Policjanci z tomaszowskiej drogówki zatrzymali 27-letniego mieszkańca gminy Rokiciny, który jechał rowerem po drodze ekspresowej. Co więcej, jego jednoślad nie był oświetlony. Mężczyzna, który tłumaczył, że spieszył się na randkę, musi teraz zapłacić prawie 4 tys. zł. mandatu.

REKLAMA

Mężczyzna zakochany to mężczyzna nierozsądny? Policjanci z Tomaszowa Mazowieckiego zatrzymali rowerzystę, który mknął swoim jednośladem po drodze ekspresowej S8 po zmierzchu, w dodatku bez oświetlenia.

Mężczyzna chciał dojechać z Tomaszowa do Warszawy.

30 lipca, po godz. 21:00, tuż po otrzymaniu zgłoszenia na miejsce skierowano patrole ruchu drogowego, które szybko namierzyły kierowcę jednośladu. Amatorem jazdy rowerowej po drodze ekspresowej okazał się być 27-letni mieszkaniec gminy Rokiciny, który nie zdawał sobie sprawy z popełnionego wykroczenia i zagrożenia, jakie stwarzał zarówno dla siebie jaki dla innych uczestników ruchu.
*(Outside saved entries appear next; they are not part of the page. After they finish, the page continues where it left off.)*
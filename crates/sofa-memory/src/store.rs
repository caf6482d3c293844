//! Per-database document storage with revision trees

use crate::error::{ServerError, ServerResult};
use sofa_core::document::is_reserved_id;
use sofa_core::{Document, Fields, Revision, LOCAL_PREFIX};
use std::collections::{BTreeMap, HashMap};
use std::sync::Arc;

/// Document validation hook; `Err` carries the rejection reason
pub type Validator = Arc<dyn Fn(&Document) -> Result<(), String> + Send + Sync>;

/// How a write treats an id that already has a live revision
#[derive(Debug, Clone, Copy, PartialEq, Eq)]
pub enum WriteMode {
    /// The write must name a current leaf revision, otherwise it conflicts
    Checked,
    /// The write always succeeds, adding a new branch when it collides
    Branch,
}

#[derive(Debug, Clone)]
struct RevEntry {
    rev: Revision,
    deleted: bool,
    body: Fields,
}

/// Every revision the store knows for one id
#[derive(Debug, Clone)]
struct DocRecord {
    /// Current leaf revisions; never empty
    leaves: Vec<RevEntry>,
    /// Superseded revisions, kept for `?rev=` reads
    history: Vec<RevEntry>,
    seq: u64,
}

impl DocRecord {
    /// Deterministic winner: highest live leaf, else highest tombstone
    fn winner(&self) -> Option<&RevEntry> {
        self.leaves
            .iter()
            .filter(|l| !l.deleted)
            .max_by(|a, b| a.rev.cmp(&b.rev))
            .or_else(|| self.leaves.iter().max_by(|a, b| a.rev.cmp(&b.rev)))
    }

    fn is_deleted(&self) -> bool {
        self.winner().map_or(true, |w| w.deleted)
    }

    /// Live leaves other than the winner, highest first
    fn conflicts(&self) -> Vec<Revision> {
        let winner = self.winner().map(|w| &w.rev);
        let mut revs: Vec<Revision> = self
            .leaves
            .iter()
            .filter(|l| !l.deleted && Some(&l.rev) != winner)
            .map(|l| l.rev.clone())
            .collect();
        revs.sort_by(|a, b| b.cmp(a));
        revs
    }

    fn find(&self, rev: &Revision) -> Option<&RevEntry> {
        self.leaves
            .iter()
            .chain(self.history.iter())
            .find(|e| &e.rev == rev)
    }

    fn live_leaf(&self, rev: &Revision) -> Option<usize> {
        self.leaves.iter().position(|l| &l.rev == rev && !l.deleted)
    }

    fn leaf(&self, rev: &Revision) -> Option<usize> {
        self.leaves.iter().position(|l| &l.rev == rev)
    }
}

/// A change as recorded in the sequence index
#[derive(Debug, Clone, PartialEq)]
pub struct ChangeRecord {
    pub seq: u64,
    pub id: String,
    pub rev: Revision,
    pub deleted: bool,
}

/// State of one database
#[derive(Default)]
pub struct Store {
    docs: BTreeMap<String, DocRecord>,
    by_seq: BTreeMap<u64, String>,
    update_seq: u64,
    validators: Vec<Validator>,
}

fn new_hash() -> String {
    uuid::Uuid::new_v4().simple().to_string()
}

fn to_document(id: &str, entry: &RevEntry) -> Document {
    Document {
        id: Some(id.to_string()),
        rev: Some(entry.rev.clone()),
        deleted: entry.deleted,
        conflicts: Vec::new(),
        fields: entry.body.clone(),
    }
}

impl Store {
    pub fn new() -> Self {
        Self::default()
    }

    pub fn update_seq(&self) -> u64 {
        self.update_seq
    }

    pub fn add_validator(&mut self, validator: Validator) {
        self.validators.push(validator);
    }

    /// Number of live and deleted documents, local documents excluded
    pub fn counts(&self) -> (u64, u64) {
        self.docs
            .iter()
            .filter(|(id, _)| !id.starts_with(LOCAL_PREFIX))
            .fold((0, 0), |(live, deleted), (_, rec)| {
                if rec.is_deleted() {
                    (live, deleted + 1)
                } else {
                    (live + 1, deleted)
                }
            })
    }

    /// Whether the id has a live winning revision
    pub fn is_live(&self, id: &str) -> bool {
        self.docs.get(id).is_some_and(|rec| !rec.is_deleted())
    }

    /// Whether the id exists at all, tombstones included
    pub fn contains(&self, id: &str) -> bool {
        self.docs.contains_key(id)
    }

    /// Validate without storing; used by all-or-nothing batches
    pub fn check(&self, doc: &Document, mode: WriteMode) -> ServerResult<()> {
        if let Some(id) = doc.id() {
            if is_reserved_id(id) {
                return Err(ServerError::illegal_docid());
            }
        }
        for validator in &self.validators {
            validator(doc).map_err(ServerError::forbidden)?;
        }
        if mode == WriteMode::Checked {
            let existing = doc.id().and_then(|id| self.docs.get(id));
            match (existing, doc.rev()) {
                (None, None) => {}
                (None, Some(_)) => return Err(ServerError::conflict()),
                (Some(rec), None) if !rec.is_deleted() => return Err(ServerError::conflict()),
                (Some(_), None) => {}
                (Some(rec), Some(rev)) => {
                    if rec.live_leaf(rev).is_none() {
                        return Err(ServerError::conflict());
                    }
                }
            }
        }
        Ok(())
    }

    /// Store one document, returning its id and new revision
    pub fn write(&mut self, mut doc: Document, mode: WriteMode) -> ServerResult<(String, Revision)> {
        let id = match doc.id.take() {
            Some(id) => id,
            None => new_hash(),
        };
        doc.id = Some(id.clone());
        self.check(&doc, mode)?;

        let entry = RevEntry {
            rev: Revision::new(1, new_hash())?,
            deleted: doc.deleted,
            body: std::mem::take(&mut doc.fields),
        };

        if !self.docs.contains_key(&id) {
            let rev = entry.rev.clone();
            let record = DocRecord {
                leaves: vec![entry],
                history: Vec::new(),
                seq: 0,
            };
            self.docs.insert(id.clone(), record);
            self.bump(&id);
            return Ok((id, rev));
        }
        let record = self
            .docs
            .get_mut(&id)
            .ok_or_else(|| ServerError::not_found("missing"))?;

        // Parent leaf the new revision extends, if any
        let parent = match &doc.rev {
            Some(rev) => match record.leaf(rev) {
                Some(index) => Some(index),
                // Branching off a non-leaf revision
                None => {
                    let rev = rev.successor(new_hash())?;
                    let new = RevEntry { rev: rev.clone(), ..entry };
                    record.leaves.push(new);
                    self.bump(&id);
                    return Ok((id, rev));
                }
            },
            None if record.is_deleted() => record
                .winner()
                .and_then(|w| record.leaf(&w.rev)),
            None => None,
        };

        let rev = match parent {
            Some(index) => {
                let old = record.leaves.remove(index);
                let rev = old.rev.successor(new_hash())?;
                record.history.push(old);
                record.leaves.push(RevEntry { rev: rev.clone(), ..entry });
                rev
            }
            None => {
                // Colliding create in branch mode: a new generation-1 leaf
                let rev = entry.rev.clone();
                record.leaves.push(entry);
                rev
            }
        };

        self.bump(&id);
        Ok((id, rev))
    }

    fn bump(&mut self, id: &str) {
        if id.starts_with(LOCAL_PREFIX) {
            return;
        }
        self.update_seq += 1;
        let seq = self.update_seq;
        if let Some(record) = self.docs.get_mut(id) {
            if record.seq != 0 {
                self.by_seq.remove(&record.seq);
            }
            record.seq = seq;
        }
        self.by_seq.insert(seq, id.to_string());
    }

    /// Read a document.
    ///
    /// Without `rev` the winner is returned, and a deleted winner reads as
    /// not found. With `rev` any known revision is returned, tombstones
    /// included.
    pub fn get(&self, id: &str, rev: Option<&Revision>, conflicts: bool) -> ServerResult<Document> {
        let record = self
            .docs
            .get(id)
            .ok_or_else(|| ServerError::not_found("missing"))?;

        let entry = match rev {
            Some(rev) => record
                .find(rev)
                .ok_or_else(|| ServerError::not_found("missing"))?,
            None => {
                let winner = record
                    .winner()
                    .ok_or_else(|| ServerError::not_found("missing"))?;
                if winner.deleted {
                    return Err(ServerError::not_found("deleted"));
                }
                winner
            }
        };

        let mut doc = to_document(id, entry);
        if conflicts {
            doc.conflicts = record.conflicts();
        }
        Ok(doc)
    }

    /// Current winner of a live document, if any
    pub fn winner(&self, id: &str, conflicts: bool) -> Option<Document> {
        self.get(id, None, conflicts).ok()
    }

    /// Winner including tombstones, as the changes feed reports it
    pub fn latest(&self, id: &str) -> Option<Document> {
        let record = self.docs.get(id)?;
        record.winner().map(|w| to_document(id, w))
    }

    /// Changes with a sequence strictly after `since`, in sequence order
    pub fn changes_since(&self, since: u64) -> Vec<ChangeRecord> {
        self.by_seq
            .range(since + 1..)
            .filter_map(|(seq, id)| {
                let winner = self.docs.get(id)?.winner()?;
                Some(ChangeRecord {
                    seq: *seq,
                    id: id.clone(),
                    rev: winner.rev.clone(),
                    deleted: winner.deleted,
                })
            })
            .collect()
    }

    /// Live documents in id order, local documents excluded
    pub fn live_docs(&self, conflicts: bool) -> Vec<Document> {
        self.docs
            .keys()
            .filter(|id| !id.starts_with(LOCAL_PREFIX))
            .filter_map(|id| self.winner(id, conflicts))
            .collect()
    }

    /// Leaf revisions per id, for diagnostics
    pub fn leaves(&self) -> HashMap<String, Vec<Revision>> {
        self.docs
            .iter()
            .map(|(id, rec)| (id.clone(), rec.leaves.iter().map(|l| l.rev.clone()).collect()))
            .collect()
    }
}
Oprócz tego rower, którym się poruszał w warunkach nocnych, nie był wyposażony w odpowiednie oświetlenie.

Jak powiedział policjantom, spieszył się na randkę ze świeżo poznaną przez internet dziewczyną.

Mężczyzna był trzeźwy. Za popełnione wykroczenia został ukarany czterema mandatami na łączną kwotę 3950 złotych.

Lekkomyślny i zakochany rowerzysta dla własnego bezpieczeństwa został przekazany najbliższym członkom rodziny.